Monday, April 23, 2012

Impressions of Calcutta 2

Fifty Years Ago
Click here to start from Part 1

I explore the city travelling by buses and trams with friends. At a few paise per trip, one can go all over town, all day, without spending a rupee. Buses all over India are overloaded, but Calcutta gives the word a new meaning. Remarkably, a female can get into a 40 seater bus carrying 80, be offered a seat, travel in peace and come out of it untouched. In Delhi it would be a miracle to emerge unmolested.

In fullness of time I land in Park Street; virtually a carry-over from colonial days with its continental food restaurants, western bands, crooners and cabarets. There is even a smallish Moulin Rouge with a rotating windmill on its fascia. Most men are in suits or at least ties, and most women in western dress. Calcutta, one finds, is the only Indian city without a hypocritical attitude towards alcohol, entertainment and romance.

The Burra Bazaar with its Marwari dominance is a different city within a city. Here be the chaps who make money and create jobs. One of them, R D Bansal, produces and finances Satyajit Ray films.

The colleges, the book shops and the coffee house of College Street are another fascinating world. The coffee house is a hotbed of student politics increasingly turning left. Marx, Engles, Che and Mao are the heroes here.

Tangra is a sizable Chinatown from where emerge beauticians, excellent shoes and other leather products as also superb banglafied and indified Hakka Chinese food.

Bihar is everywhere in the city. From Rickshaw pullers to coolies to water haulers and herders of butchery-bound live-stock, you name any backbreaking job and there is a Bihari willing to take it.

The city is full of aesthetically pleasing buildings. Most are poorly maintained. The Victoria Memorial will never grow up to be a Taj Mahal, but it is a pleasant place to go to, as are places like Belur Math, Dakshineshwar, Bandel Church and Botanical Garden.

Some of these are also places where urban romance flourishes. There is nothing more romantic than a walk by the lakes, or a slow sail boat across the Ganges, with the light rain and the setting sun conducting the background music playing in one's head.  Young couples have a hard time getting any privacy and head out to a dozen or so lover's lanes just to get away from prying familiar eyes. Like in many Indian cities, the cheapest and best private space is cinema seats in the last row - after the show starts.

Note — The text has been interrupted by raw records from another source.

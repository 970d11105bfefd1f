use crate::error::*;
use tracing::{error, info, warn};

pub trait ErrorExt {
    fn log_error(&self) -> &Self;
    fn log_warn(&self) -> &Self;
    fn user_friendly_message(&self) -> String;
    fn error_code(&self) -> String;
}

impl ErrorExt for CoreError {
    fn log_error(&self) -> &Self {
        error!("CoreError: {}", self);
        match self {
            CoreError::Gateway(e) => {
                error!("Gateway error details: {:?}", e);
            }
            CoreError::Storage(e) => {
                error!("Storage error details: {:?}", e);
            }
            CoreError::Config(e) => {
                error!("Configuration error details: {:?}", e);
            }
            _ => {}
        }
        self
    }

    fn log_warn(&self) -> &Self {
        warn!("CoreError (warning): {}", self);
        self
    }

    fn user_friendly_message(&self) -> String {
        match self {
            CoreError::Gateway(e) => e.user_friendly_message(),
            CoreError::Storage(e) => e.user_friendly_message(),
            CoreError::Config(e) => e.user_friendly_message(),
            CoreError::Network(_) => {
                "Network connection error. Please check your internet connection.".to_string()
            }
            CoreError::InvalidInput { message } => format!("Invalid input: {}", message),
            CoreError::Scheduler { message } => {
                format!("The daily schedule could not be set up: {}", message)
            }
            _ => "An unexpected error occurred. Please try again later.".to_string(),
        }
    }

    fn error_code(&self) -> String {
        match self {
            CoreError::Gateway(_) => "GATEWAY".to_string(),
            CoreError::Storage(_) => "STORAGE".to_string(),
            CoreError::Config(_) => "CONFIG".to_string(),
            CoreError::Io(_) => "IO".to_string(),
            CoreError::Network(_) => "NETWORK".to_string(),
            CoreError::InvalidInput { .. } => "INVALID_INPUT".to_string(),
            CoreError::Scheduler { .. } => "SCHEDULER".to_string(),
        }
    }
}

impl ErrorExt for GatewayError {
    fn log_error(&self) -> &Self {
        error!("GatewayError: {}", self);
        self
    }

    fn log_warn(&self) -> &Self {
        warn!("GatewayError (warning): {}", self);
        self
    }

    fn user_friendly_message(&self) -> String {
        match self {
            GatewayError::RequestTimeout => {
                "The scraping gateway did not answer in time.".to_string()
            }
            GatewayError::Network { .. } => {
                "Could not reach the scraping gateway. Please check your connection.".to_string()
            }
            GatewayError::Status { status_code, .. } if matches!(*status_code, 401 | 403) => {
                "The scraping gateway rejected the API key. Please check SCRAPER_API_KEY.".to_string()
            }
            GatewayError::Status { status_code, .. } => {
                format!("The scraping gateway answered with status {}.", status_code)
            }
            GatewayError::InvalidTargetUrl { url } => {
                format!("Could not build a search page URL from '{}'.", url)
            }
        }
    }

    fn error_code(&self) -> String {
        match self {
            GatewayError::RequestTimeout => "GATEWAY_TIMEOUT".to_string(),
            GatewayError::Network { .. } => "GATEWAY_NETWORK".to_string(),
            GatewayError::Status { .. } => "GATEWAY_STATUS".to_string(),
            GatewayError::InvalidTargetUrl { .. } => "GATEWAY_INVALID_URL".to_string(),
        }
    }
}

impl ErrorExt for StorageError {
    fn log_error(&self) -> &Self {
        error!("StorageError: {}", self);
        self
    }

    fn log_warn(&self) -> &Self {
        warn!("StorageError (warning): {}", self);
        self
    }

    fn user_friendly_message(&self) -> String {
        match self {
            StorageError::ConnectionFailed { .. } => {
                "Database connection failed. Please check the storage credentials.".to_string()
            }
            StorageError::MigrationFailed { migration } => {
                format!("Database migration '{}' failed.", migration)
            }
            StorageError::Rejected { message, .. } => {
                format!("The database rejected the listings: {}", message)
            }
            StorageError::Network { .. } => {
                "Could not reach the database service.".to_string()
            }
            StorageError::InvalidResponse { .. } => {
                "The database service returned an unexpected response.".to_string()
            }
            StorageError::Sql(_) => "A database query failed.".to_string(),
        }
    }

    fn error_code(&self) -> String {
        match self {
            StorageError::ConnectionFailed { .. } => "STORAGE_CONNECTION_FAILED".to_string(),
            StorageError::MigrationFailed { .. } => "STORAGE_MIGRATION_FAILED".to_string(),
            StorageError::Rejected { .. } => "STORAGE_REJECTED".to_string(),
            StorageError::Network { .. } => "STORAGE_NETWORK".to_string(),
            StorageError::InvalidResponse { .. } => "STORAGE_INVALID_RESPONSE".to_string(),
            StorageError::Sql(_) => "STORAGE_SQL".to_string(),
        }
    }
}

impl ErrorExt for ConfigError {
    fn log_error(&self) -> &Self {
        error!("ConfigError: {}", self);
        self
    }

    fn log_warn(&self) -> &Self {
        warn!("ConfigError (warning): {}", self);
        self
    }

    fn user_friendly_message(&self) -> String {
        match self {
            ConfigError::FileNotFound { path } => {
                format!("Configuration file '{}' was not found.", path)
            }
            ConfigError::MissingField { field } => {
                format!("Required setting '{}' is missing.", field)
            }
            ConfigError::InvalidValue { field, value } => {
                format!("Setting '{}' has an invalid value '{}'.", field, value)
            }
            ConfigError::MissingStorage => {
                "No database configured. Set SUPABASE_URL and SUPABASE_ANON_KEY, or DATABASE_URL."
                    .to_string()
            }
            ConfigError::Parse(_) => "The configuration file could not be parsed.".to_string(),
        }
    }

    fn error_code(&self) -> String {
        match self {
            ConfigError::FileNotFound { .. } => "CONFIG_FILE_NOT_FOUND".to_string(),
            ConfigError::MissingField { .. } => "CONFIG_MISSING_FIELD".to_string(),
            ConfigError::InvalidValue { .. } => "CONFIG_INVALID_VALUE".to_string(),
            ConfigError::MissingStorage => "CONFIG_MISSING_STORAGE".to_string(),
            ConfigError::Parse(_) => "CONFIG_PARSE_ERROR".to_string(),
        }
    }
}

pub struct ErrorReporter {
    report_errors: bool,
    report_warnings: bool,
}

impl ErrorReporter {
    pub fn new() -> Self {
        Self {
            report_errors: true,
            report_warnings: true,
        }
    }

    pub fn with_error_reporting(mut self, enabled: bool) -> Self {
        self.report_errors = enabled;
        self
    }

    pub fn with_warning_reporting(mut self, enabled: bool) -> Self {
        self.report_warnings = enabled;
        self
    }

    pub fn report_error(&self, error: &CoreError) {
        if self.report_errors {
            error.log_error();
            info!("Error code: {}", error.error_code());
            info!("User message: {}", error.user_friendly_message());
        }
    }

    pub fn report_warning(&self, error: &CoreError) {
        if self.report_warnings {
            error.log_warn();
            info!("Error code: {}", error.error_code());
        }
    }
}

impl Default for ErrorReporter {
    fn default() -> Self {
        Self::new()
    }
}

Indian Statistical Institute founded by P C Mahalonobis is a nationally and internationally famed place of academic excellence. This is where, for the next six years, I live and learn. Learn to live - neither wisely nor too well, I am afraid. And to love - too well but perhaps not wisely.

It is an idyllic place to study and work. Its vast campus is an eclectic mix of the ancient and the very modern. Fellow students are from all parts of India and a few are from other countries. One learns the ways of 'others'. One learns about local cuisine, music, film, theatre customs and so on. One learns the local language. And Addabaazi.

The ISI faculty harbours many tall intellects of a calibre rarely seen together in any one space. It is the cradle for India's statistical back-bone, giving birth to the Central Statistical Organisation and the National Sample Survey. ISI also plays a large role in shaping the Planning Commission and later the National Informatics Centre.

ISI is where India's first mainframe computer will be installed and the very first post-graduate programme in computer science will be started. In course of time, there will be no academic or professional space on earth involving statistics which will remain untouched by ISI alumni or faculty.

After I left in 1968 I have gone back to Calcutta a few times. Sometimes for business but sometimes also 'just'. To touch favourite places. Or to touch base with favourite people. As I write this I have tried not to update my first impressions and have referred to later events only where they bore a direct relationship to what I observed then.

As I write this Mamata di is the Chief Minister, her Trinamool having displaced the CP(M) after thirty-five odd years. She promises to turn Calcutta into London of the east. And has started out by painting the town blue.